Start of Material for this task

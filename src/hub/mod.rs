//! The input hub: ordered event dispatch, per-frame polling, and auxiliary
//! controls, unified behind one object.
//!
//! # Two Consumption Styles
//!
//! Applications consume input in two competing ways. A typical game loop has
//! a well-defined place in its update step where it asks "is this key down
//! right now" and acts for the next render; other code (menus, text fields)
//! wants every discrete occurrence, in order, exactly once. The hub serves
//! both from a single stream: each driver event first updates the pollable
//! state, then is forwarded to the installed [`InputProcessor`], so polling
//! from inside a listener callback already observes that event.
//!
//! # Threading
//!
//! The hub is single-threaded by design. Backends capture raw OS input on
//! whatever thread the platform dictates and park it in an [`EventQueue`];
//! the render loop calls [`InputHub::process`] once per frame, strictly
//! before rendering, on the one thread that owns the hub. Nothing here
//! blocks, suspends, or performs I/O.
//!
//! # Example
//!
//! ```
//! use ::crossinput::{backend::NullBackend, hub::InputHub, keys, EventQueue, InputEvent};
//!
//! let queue = EventQueue::new();
//! let mut hub = InputHub::new(NullBackend::new());
//!
//! // A backend thread would normally do this.
//! queue.push_input(InputEvent::KeyDown { key_code: keys::SPACE });
//!
//! // Once per frame, ahead of rendering:
//! hub.process(&queue);
//! assert!(hub.is_key_pressed(keys::SPACE));
//! ```

use ::std::collections::HashMap;
use ::tap::Pipe;
use ::tracing::{debug, trace, warn};

use crate::{
    backend::Backend,
    cursor::CursorImage,
    errors::{Error, Result},
    events::{InputEvent, InputProcessor},
    peripherals::{CapabilitySet, Peripheral},
    pointer::PointerArena,
    queue::{DriverEvent, EventQueue},
    snapshot::{Orientation, Rotation, Snapshot},
    text::{TextInputListener, TextInputRequest, TextPrompt, TextRequestId},
    vibration::VibrationPattern,
};

/// The central input object: owns the pollable state, dispatches events to
/// the registered listener, and forwards auxiliary requests to the backend.
pub struct InputHub {
    backend: Box<dyn Backend>,
    capabilities: CapabilitySet,
    pointers: PointerArena,
    snapshot: Snapshot,
    processor: Option<Box<dyn InputProcessor>>,
    /// Listeners parked until their text-input dialog completes.
    pending_text: HashMap<TextRequestId, Box<dyn TextInputListener>>,
    next_text_request: u64,
    cursor_catched: bool,
    catch_back_key: bool,
    catch_menu_key: bool,
}
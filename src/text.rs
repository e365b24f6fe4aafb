//! Asynchronous text-input dialog plumbing.
//!
//! Requesting text input never blocks and never calls back synchronously: the
//! hub parks the listener, forwards a [`TextInputRequest`] to the backend's
//! dialog collaborator, and returns. The outcome comes back through the event
//! queue in a later frame as a [`DriverEvent::TextInput`], at which point the
//! hub fires exactly one of the listener's two callbacks, exactly once, on
//! the render-loop thread.
//!
//! [`DriverEvent::TextInput`]: crate::queue::DriverEvent::TextInput

/// Identifier correlating a text-input request with its completion event.
#[derive(Clone, Copy, Debug, PartialEq, Eq, Hash)]
pub struct TextRequestId(pub(crate) u64);

/// Receiver for the outcome of a text-input dialog. Exactly one of the two
/// methods is invoked, exactly once per request.
pub trait TextInputListener {
    /// The user confirmed the dialog with the given text.
    fn input(&mut self, text: &str);

    /// The user dismissed the dialog without entering text.
    fn canceled(&mut self);
}

/// How the dialog presents its pre-filled message.
#[derive(Clone, Debug, PartialEq, Eq)]
pub enum TextPrompt {
    /// Editable initial text shown in the input field.
    Initial(String),
    /// Greyed-out placeholder shown while the field is empty.
    Placeholder(String),
}

/// A request for the external dialog collaborator, as handed to
/// [`Backend::request_text_input`].
///
/// [`Backend::request_text_input`]: crate::backend::Backend::request_text_input
#[derive(Clone, Debug, PartialEq, Eq)]
pub struct TextInputRequest {
    /// Identifier the backend must echo in the completion event.
    pub id: TextRequestId,
    /// Dialog title.
    pub title: String,
    /// Pre-filled message for the user.
    pub prompt: TextPrompt,
}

End of Material for this task

Exercise:
Once you find the line with "Two Consumption Styles" above, print it and every line after it up to and including the line with "(menus, text fields)", exactly as written and nothing else.

Task output:
//! # Two Consumption Styles
//!
//! Applications consume input in two competing ways. A typical game loop has
//! a well-defined place in its update step where it asks "is this key down
//! right now" and acts for the next render; other code (menus, text fields)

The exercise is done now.